Goal of the exercise:
In the data that follows, find the line containing "assert!(validate_settings(&Settings::default()).is_ok());"; then quote that line and every line after it, exactly, through the last one.

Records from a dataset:
━━━━
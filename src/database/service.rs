//! Database service layer
//!
//! This module provides a high-level interface to database operations

use crate::database::{
    DatabasePool, EvaluationRepository, EventRepository, FacilityRepository,
    OrganizationRepository, UserRepository,
};
use crate::models::event::EventState;
use crate::utils::errors::CampusEventsError;

#[derive(Debug, Clone)]
pub struct DatabaseService {
    pub users: UserRepository,
    pub facilities: FacilityRepository,
    pub organizations: OrganizationRepository,
    pub events: EventRepository,
    pub evaluations: EvaluationRepository,
}

impl DatabaseService {
    pub fn new(pool: DatabasePool) -> Self {
        Self {
            users: UserRepository::new(pool.clone()),
            facilities: FacilityRepository::new(pool.clone()),
            organizations: OrganizationRepository::new(pool.clone()),
            events: EventRepository::new(pool.clone()),
            evaluations: EvaluationRepository::new(pool),
        }
    }

    /// Get record counts across the schema, for health endpoints and
    /// operator tooling.
    pub async fn get_system_stats(&self) -> Result<serde_json::Value, CampusEventsError> {
        let user_count = self.users.count().await?;
        let facility_count = self.facilities.count().await?;
        let organization_count = self.organizations.count().await?;
        let event_count = self.events.count().await?;
        let under_review = self.events.count_in_state(EventState::UnderReview).await?;
        let evaluation_count = self.evaluations.count().await?;
        let notification_count = self.evaluations.count_notifications().await?;

        let stats = serde_json::json!({
            "users": {
                "total": user_count
            },
            "facilities": {
                "total": facility_count
            },
            "organizations": {
                "total": organization_count
            },
            "events": {
                "total": event_count,
                "under_review": under_review
            },
            "evaluations": {
                "total": evaluation_count,
                "notifications": notification_count
            }
        });

        Ok(stats)
    }
}
//! User model

use serde::{Deserialize, Serialize};
use sqlx::FromRow;

/// Campus role of a user, a closed set.
#[derive(Debug, Clone, Copy, PartialEq, Eq, Serialize, Deserialize, sqlx::Type)]
#[serde(rename_all = "camelCase")]
#[sqlx(type_name = "text", rename_all = "camelCase")]
pub enum UserRole {
    Teacher,
    Student,
    AcademicSecretary,
}

impl UserRole {
    pub fn as_str(&self) -> &'static str {
        match self {
            UserRole::Teacher => "teacher",
            UserRole::Student => "student",
            UserRole::AcademicSecretary => "academicSecretary",
        }
    }
}

impl std::fmt::Display for UserRole {
    fn fmt(&self, f: &mut std::fmt::Formatter<'_>) -> std::fmt::Result {
        f.write_str(self.as_str())
    }
}

/// Organizer, participant, or decision recipient. Email is unique; deletion
/// is restricted while any event, participation, or notification refers to
/// the user.
#[derive(Debug, Clone, Serialize, Deserialize, FromRow)]
#[serde(rename_all = "camelCase")]
pub struct User {
    pub id: i64,
    pub name: String,
    pub email: String,
    pub role: UserRole,
}

#[derive(Debug, Clone, Serialize, Deserialize)]
#[serde(rename_all = "camelCase")]
pub struct CreateUserRequest {
    pub name: String,
    pub email: String,
    pub role: UserRole,
}

/// All user columns are non-nullable, so absent and null both mean
/// "leave unchanged" here.
#[derive(Debug, Clone, Default, Serialize, Deserialize)]
#[serde(rename_all = "camelCase")]
pub struct UpdateUserRequest {
    pub name: Option<String>,
    pub email: Option<String>,
    pub role: Option<UserRole>,
}
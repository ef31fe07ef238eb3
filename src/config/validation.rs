//! Configuration validation module
//!
//! This module provides validation functions for application configuration
//! to ensure all required settings are properly configured.

use crate::utils::errors::{CampusEventsError, Result};
use super::Settings;

/// Validate all configuration settings
pub fn validate_settings(settings: &Settings) -> Result<()> {
    validate_database_config(&settings.database)?;
    validate_logging_config(&settings.logging)?;
    validate_listing_config(&settings.listing)?;
    Ok(())
}

/// Validate database configuration
fn validate_database_config(config: &super::DatabaseConfig) -> Result<()> {
    if config.url.is_empty() {
        return Err(CampusEventsError::Config(
            "Database URL is required".to_string()
        ));
    }

    if config.max_connections == 0 {
        return Err(CampusEventsError::Config(
            "Max connections must be greater than 0".to_string()
        ));
    }

    if config.min_connections > config.max_connections {
        return Err(CampusEventsError::Config(
            "Min connections cannot be greater than max connections".to_string()
        ));
    }

    Ok(())
}

/// Validate logging configuration
fn validate_logging_config(config: &super::LoggingConfig) -> Result<()> {
    if config.level.is_empty() {
        return Err(CampusEventsError::Config(
            "Log level is required".to_string()
        ));
    }

    let valid_levels = ["trace", "debug", "info", "warn", "error"];
    if !valid_levels.contains(&config.level.as_str()) {
        return Err(CampusEventsError::Config(
            format!("Invalid log level: {}. Valid levels: {:?}", config.level, valid_levels)
        ));
    }

    if let Some(file_path) = &config.file_path {
        if file_path.is_empty() {
            return Err(CampusEventsError::Config(
                "Log file path cannot be empty when set".to_string()
            ));
        }
    }

    Ok(())
}

/// Validate listing limits
fn validate_listing_config(config: &super::ListingConfig) -> Result<()> {
    if config.default_page_size <= 0 {
        return Err(CampusEventsError::Config(
            "Default page size must be greater than 0".to_string()
        ));
    }

    if config.max_page_size < config.default_page_size {
        return Err(CampusEventsError::Config(
            "Max page size cannot be smaller than default page size".to_string()
        ));
    }

    Ok(())
}

#[cfg(test)]
mod tests {
    use super::*;

    #[test]
    fn default_settings_are_valid() {
        assert!(validate_settings(&Settings::default()).is_ok());
    }

    #[test]
    fn empty_database_url_is_rejected() {
        let mut settings = Settings::default();
        settings.database.url = String::new();
        assert!(validate_settings(&settings).is_err());
    }

    #[test]
    fn unknown_log_level_is_rejected() {
        let mut settings = Settings::default();
        settings.logging.level = "verbose".to_string();
        assert!(validate_settings(&settings).is_err());
    }

    #[test]
    fn page_size_ordering_is_enforced() {
        let mut settings = Settings::default();
        settings.listing.default_page_size = 500;
        assert!(validate_settings(&settings).is_err());
    }
}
━━━━
Exercise response:
        assert!(validate_settings(&Settings::default()).is_ok());
    }

    #[test]
    fn empty_database_url_is_rejected() {
        let mut settings = Settings::default();
        settings.database.url = String::new();
        assert!(validate_settings(&settings).is_err());
    }

    #[test]
    fn unknown_log_level_is_rejected() {
        let mut settings = Settings::default();
        settings.logging.level = "verbose".to_string();
        assert!(validate_settings(&settings).is_err());
    }

    #[test]
    fn page_size_ordering_is_enforced() {
        let mut settings = Settings::default();
        settings.listing.default_page_size = 500;
        assert!(validate_settings(&settings).is_err());
    }
}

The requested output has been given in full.